> _Work required_
Lines where the string "dest" appears are to be copied from the entries below.

○ ○ ○ ○ ○

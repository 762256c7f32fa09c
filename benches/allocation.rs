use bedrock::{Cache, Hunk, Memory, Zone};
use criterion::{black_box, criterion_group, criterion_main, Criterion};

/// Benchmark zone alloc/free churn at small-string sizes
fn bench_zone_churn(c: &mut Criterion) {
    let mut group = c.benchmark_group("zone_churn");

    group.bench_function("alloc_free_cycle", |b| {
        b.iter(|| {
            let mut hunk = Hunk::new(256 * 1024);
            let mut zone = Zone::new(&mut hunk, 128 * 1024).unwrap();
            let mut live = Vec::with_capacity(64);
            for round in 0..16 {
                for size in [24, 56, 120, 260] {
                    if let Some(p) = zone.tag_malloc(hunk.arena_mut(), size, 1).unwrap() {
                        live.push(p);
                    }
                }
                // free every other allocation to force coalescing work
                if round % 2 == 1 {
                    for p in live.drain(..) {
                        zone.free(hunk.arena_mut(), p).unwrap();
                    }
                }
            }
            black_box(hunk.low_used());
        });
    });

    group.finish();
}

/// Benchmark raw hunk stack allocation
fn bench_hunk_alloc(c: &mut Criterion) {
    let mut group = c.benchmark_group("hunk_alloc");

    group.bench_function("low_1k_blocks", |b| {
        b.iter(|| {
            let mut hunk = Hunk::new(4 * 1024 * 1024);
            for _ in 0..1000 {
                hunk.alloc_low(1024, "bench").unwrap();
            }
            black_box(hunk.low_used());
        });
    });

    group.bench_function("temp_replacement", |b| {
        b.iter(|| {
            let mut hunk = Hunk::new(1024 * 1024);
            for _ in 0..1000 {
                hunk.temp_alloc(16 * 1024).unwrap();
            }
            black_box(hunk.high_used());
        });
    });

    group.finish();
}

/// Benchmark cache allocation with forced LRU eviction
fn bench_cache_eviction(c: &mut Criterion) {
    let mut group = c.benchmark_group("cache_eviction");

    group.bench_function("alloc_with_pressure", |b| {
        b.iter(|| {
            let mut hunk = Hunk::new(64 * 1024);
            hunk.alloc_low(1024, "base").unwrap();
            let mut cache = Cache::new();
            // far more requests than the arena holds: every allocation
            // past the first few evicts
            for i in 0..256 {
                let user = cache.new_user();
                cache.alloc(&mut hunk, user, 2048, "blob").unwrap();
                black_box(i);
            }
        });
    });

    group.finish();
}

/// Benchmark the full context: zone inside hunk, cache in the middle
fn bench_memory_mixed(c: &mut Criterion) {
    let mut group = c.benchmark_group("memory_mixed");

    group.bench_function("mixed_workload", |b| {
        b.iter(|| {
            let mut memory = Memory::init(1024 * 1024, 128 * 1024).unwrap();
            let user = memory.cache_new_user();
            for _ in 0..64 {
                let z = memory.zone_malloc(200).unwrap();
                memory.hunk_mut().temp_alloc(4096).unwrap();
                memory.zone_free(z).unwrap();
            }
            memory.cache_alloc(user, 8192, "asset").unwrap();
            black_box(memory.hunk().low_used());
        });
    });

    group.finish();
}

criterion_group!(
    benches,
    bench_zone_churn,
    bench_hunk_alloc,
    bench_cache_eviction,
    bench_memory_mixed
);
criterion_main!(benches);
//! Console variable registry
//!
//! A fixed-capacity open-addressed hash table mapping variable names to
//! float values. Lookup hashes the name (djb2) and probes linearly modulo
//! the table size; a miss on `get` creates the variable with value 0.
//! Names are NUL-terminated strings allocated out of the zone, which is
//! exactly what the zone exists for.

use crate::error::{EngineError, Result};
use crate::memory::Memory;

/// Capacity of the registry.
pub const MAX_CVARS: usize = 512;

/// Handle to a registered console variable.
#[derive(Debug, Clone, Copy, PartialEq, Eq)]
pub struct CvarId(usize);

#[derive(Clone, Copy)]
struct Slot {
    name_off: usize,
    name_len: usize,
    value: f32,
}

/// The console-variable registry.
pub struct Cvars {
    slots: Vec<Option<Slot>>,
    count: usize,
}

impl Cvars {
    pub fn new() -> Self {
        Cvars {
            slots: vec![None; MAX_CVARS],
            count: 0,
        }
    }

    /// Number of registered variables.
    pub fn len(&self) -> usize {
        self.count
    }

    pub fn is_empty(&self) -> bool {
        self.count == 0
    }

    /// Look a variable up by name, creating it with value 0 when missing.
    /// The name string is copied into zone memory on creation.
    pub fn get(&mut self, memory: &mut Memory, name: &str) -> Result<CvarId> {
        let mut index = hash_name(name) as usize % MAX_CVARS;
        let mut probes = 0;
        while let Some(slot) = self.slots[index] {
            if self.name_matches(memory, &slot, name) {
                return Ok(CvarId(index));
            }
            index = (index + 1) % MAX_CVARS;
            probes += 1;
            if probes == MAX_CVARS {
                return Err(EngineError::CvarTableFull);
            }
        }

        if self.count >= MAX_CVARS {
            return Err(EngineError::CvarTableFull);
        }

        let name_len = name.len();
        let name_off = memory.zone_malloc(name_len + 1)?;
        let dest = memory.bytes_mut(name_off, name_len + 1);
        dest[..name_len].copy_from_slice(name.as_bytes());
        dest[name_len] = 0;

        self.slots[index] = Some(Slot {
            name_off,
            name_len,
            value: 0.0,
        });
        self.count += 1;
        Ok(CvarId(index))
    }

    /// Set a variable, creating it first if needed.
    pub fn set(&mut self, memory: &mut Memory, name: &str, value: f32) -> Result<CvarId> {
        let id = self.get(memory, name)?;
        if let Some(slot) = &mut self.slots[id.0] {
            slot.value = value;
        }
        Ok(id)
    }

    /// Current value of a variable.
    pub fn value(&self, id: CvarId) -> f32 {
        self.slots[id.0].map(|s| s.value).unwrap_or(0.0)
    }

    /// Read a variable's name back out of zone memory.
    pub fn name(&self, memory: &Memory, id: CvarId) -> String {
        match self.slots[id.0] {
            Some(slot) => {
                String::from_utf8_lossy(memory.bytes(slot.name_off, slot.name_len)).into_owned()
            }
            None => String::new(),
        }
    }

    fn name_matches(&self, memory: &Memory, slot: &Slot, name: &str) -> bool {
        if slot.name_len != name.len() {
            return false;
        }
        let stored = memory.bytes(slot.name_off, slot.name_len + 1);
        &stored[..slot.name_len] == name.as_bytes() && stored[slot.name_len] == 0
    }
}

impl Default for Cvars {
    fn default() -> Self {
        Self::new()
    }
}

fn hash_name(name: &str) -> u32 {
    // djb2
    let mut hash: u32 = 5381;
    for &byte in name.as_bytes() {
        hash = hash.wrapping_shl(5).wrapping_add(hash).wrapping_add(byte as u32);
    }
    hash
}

○ ○ ○ ○ ○

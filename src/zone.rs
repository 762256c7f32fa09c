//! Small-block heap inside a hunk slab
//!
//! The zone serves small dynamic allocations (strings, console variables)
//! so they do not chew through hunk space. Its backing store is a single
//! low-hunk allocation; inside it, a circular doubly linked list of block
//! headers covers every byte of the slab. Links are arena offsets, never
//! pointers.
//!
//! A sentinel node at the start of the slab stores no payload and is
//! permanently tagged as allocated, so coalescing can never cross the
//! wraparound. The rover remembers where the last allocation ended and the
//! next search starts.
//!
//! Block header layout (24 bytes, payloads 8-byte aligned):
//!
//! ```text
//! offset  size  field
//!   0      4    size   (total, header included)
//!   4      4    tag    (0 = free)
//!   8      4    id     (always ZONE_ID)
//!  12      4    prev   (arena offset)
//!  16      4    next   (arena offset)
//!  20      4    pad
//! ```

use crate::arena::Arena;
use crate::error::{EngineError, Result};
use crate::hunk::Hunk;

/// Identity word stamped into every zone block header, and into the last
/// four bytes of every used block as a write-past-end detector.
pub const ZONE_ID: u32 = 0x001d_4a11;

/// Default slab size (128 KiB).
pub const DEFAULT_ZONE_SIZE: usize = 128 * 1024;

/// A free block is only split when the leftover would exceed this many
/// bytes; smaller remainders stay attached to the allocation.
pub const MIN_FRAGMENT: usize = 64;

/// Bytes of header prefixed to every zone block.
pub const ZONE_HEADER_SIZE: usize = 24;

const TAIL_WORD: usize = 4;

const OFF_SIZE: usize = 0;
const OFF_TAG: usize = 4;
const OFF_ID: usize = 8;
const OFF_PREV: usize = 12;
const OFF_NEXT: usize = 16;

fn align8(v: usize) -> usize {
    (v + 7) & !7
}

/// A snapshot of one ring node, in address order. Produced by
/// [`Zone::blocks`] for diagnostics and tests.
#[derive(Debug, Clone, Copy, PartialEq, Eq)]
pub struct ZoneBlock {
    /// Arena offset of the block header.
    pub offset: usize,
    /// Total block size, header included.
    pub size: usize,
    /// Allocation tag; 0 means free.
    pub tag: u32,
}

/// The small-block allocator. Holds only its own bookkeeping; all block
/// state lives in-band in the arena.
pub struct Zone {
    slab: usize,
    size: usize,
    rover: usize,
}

○ ○ ○ ○ ○

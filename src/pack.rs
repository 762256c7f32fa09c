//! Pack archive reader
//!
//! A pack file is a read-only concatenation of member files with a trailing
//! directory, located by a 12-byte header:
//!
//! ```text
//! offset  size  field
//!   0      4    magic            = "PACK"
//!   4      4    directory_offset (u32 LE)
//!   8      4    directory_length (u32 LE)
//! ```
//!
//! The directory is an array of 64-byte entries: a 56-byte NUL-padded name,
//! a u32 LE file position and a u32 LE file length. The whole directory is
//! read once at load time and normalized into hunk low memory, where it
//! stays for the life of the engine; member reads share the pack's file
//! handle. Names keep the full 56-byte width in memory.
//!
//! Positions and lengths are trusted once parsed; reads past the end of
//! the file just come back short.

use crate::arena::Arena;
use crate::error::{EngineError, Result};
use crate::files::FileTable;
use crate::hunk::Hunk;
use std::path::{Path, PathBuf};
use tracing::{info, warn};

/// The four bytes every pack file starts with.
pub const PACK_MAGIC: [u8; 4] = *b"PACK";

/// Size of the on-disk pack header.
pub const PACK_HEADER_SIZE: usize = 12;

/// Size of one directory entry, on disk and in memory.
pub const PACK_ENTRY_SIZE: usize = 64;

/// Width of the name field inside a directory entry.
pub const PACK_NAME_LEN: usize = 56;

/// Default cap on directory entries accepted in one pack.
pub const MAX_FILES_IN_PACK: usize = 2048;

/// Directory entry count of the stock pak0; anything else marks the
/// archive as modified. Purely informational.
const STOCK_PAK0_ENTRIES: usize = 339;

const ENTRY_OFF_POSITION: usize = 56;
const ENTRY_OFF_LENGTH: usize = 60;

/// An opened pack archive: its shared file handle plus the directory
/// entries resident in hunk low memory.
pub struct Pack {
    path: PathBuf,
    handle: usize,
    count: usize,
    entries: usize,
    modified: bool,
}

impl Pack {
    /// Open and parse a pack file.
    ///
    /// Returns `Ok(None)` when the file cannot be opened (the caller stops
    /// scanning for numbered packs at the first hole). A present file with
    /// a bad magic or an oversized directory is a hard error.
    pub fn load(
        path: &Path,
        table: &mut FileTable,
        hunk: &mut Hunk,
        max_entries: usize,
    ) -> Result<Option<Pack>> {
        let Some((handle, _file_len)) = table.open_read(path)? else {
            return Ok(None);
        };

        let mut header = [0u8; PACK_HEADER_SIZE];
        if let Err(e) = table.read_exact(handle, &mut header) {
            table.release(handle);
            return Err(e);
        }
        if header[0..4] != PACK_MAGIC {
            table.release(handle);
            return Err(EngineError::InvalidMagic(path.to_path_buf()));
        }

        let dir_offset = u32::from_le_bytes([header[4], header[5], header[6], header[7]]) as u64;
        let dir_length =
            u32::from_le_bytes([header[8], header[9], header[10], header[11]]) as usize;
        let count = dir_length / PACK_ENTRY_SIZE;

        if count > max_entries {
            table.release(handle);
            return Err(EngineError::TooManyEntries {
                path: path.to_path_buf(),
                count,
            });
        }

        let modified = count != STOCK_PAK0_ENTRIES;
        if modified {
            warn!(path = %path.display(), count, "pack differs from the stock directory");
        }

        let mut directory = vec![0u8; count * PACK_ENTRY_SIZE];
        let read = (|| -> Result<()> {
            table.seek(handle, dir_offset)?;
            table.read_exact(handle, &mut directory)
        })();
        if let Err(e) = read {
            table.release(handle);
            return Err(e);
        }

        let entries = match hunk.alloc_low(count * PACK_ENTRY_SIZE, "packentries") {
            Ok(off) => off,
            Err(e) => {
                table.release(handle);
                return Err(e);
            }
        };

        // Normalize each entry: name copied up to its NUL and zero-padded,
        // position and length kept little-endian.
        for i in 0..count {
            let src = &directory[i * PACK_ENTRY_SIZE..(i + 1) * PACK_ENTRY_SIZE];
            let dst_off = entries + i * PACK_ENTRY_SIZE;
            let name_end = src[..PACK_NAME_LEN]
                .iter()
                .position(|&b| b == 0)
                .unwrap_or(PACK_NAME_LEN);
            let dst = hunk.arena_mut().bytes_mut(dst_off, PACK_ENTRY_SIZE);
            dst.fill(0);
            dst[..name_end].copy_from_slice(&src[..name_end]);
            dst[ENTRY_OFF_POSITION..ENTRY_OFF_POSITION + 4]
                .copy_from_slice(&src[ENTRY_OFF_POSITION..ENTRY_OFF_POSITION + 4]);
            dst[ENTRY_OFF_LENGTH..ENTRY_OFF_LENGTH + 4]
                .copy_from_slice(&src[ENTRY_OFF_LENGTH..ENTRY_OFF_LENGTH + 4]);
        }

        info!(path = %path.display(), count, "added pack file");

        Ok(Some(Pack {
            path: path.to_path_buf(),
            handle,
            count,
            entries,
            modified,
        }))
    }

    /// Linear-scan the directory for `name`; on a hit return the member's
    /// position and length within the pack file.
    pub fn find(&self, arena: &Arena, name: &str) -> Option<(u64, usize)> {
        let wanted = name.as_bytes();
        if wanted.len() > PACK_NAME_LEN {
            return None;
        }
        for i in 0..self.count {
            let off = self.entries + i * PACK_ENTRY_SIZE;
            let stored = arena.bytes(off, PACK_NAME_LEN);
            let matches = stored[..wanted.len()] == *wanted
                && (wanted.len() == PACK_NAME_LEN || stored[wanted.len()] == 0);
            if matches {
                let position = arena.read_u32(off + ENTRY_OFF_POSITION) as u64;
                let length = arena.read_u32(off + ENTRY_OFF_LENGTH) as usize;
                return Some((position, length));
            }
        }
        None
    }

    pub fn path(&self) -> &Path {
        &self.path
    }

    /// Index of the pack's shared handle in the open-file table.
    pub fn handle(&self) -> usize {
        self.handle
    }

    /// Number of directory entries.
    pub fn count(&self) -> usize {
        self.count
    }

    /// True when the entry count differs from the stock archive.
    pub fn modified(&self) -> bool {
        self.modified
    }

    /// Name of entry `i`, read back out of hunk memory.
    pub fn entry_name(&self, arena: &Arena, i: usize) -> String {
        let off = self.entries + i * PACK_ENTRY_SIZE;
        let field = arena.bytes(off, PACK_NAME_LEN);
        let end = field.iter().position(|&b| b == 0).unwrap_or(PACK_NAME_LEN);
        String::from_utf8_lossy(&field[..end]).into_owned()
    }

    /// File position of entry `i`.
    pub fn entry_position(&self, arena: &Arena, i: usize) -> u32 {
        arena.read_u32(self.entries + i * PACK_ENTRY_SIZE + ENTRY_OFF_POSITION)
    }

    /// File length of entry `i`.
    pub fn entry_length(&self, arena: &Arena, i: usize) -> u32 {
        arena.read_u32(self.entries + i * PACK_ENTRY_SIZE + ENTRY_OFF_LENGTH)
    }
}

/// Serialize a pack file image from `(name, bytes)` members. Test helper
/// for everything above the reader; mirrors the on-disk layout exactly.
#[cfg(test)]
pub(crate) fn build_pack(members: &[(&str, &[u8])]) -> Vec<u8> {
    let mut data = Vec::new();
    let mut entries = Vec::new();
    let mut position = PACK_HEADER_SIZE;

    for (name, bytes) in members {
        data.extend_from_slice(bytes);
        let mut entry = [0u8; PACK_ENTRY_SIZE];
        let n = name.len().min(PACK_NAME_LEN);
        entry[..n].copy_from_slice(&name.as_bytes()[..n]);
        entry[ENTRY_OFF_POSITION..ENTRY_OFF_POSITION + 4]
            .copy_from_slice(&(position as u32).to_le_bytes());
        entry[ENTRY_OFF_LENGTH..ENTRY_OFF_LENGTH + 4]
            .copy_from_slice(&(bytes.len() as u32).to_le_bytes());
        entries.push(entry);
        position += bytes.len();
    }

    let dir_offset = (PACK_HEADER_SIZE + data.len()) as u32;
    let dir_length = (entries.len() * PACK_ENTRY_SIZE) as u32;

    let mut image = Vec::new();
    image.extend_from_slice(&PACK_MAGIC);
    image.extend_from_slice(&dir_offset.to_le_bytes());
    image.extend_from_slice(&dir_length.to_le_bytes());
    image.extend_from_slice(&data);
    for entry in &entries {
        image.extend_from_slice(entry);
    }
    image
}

○ ○ ○ ○ ○

> _Written reply_
        let dest = memory.bytes_mut(name_off, name_len + 1);
        dest[..name_len].copy_from_slice(name.as_bytes());
        dest[name_len] = 0;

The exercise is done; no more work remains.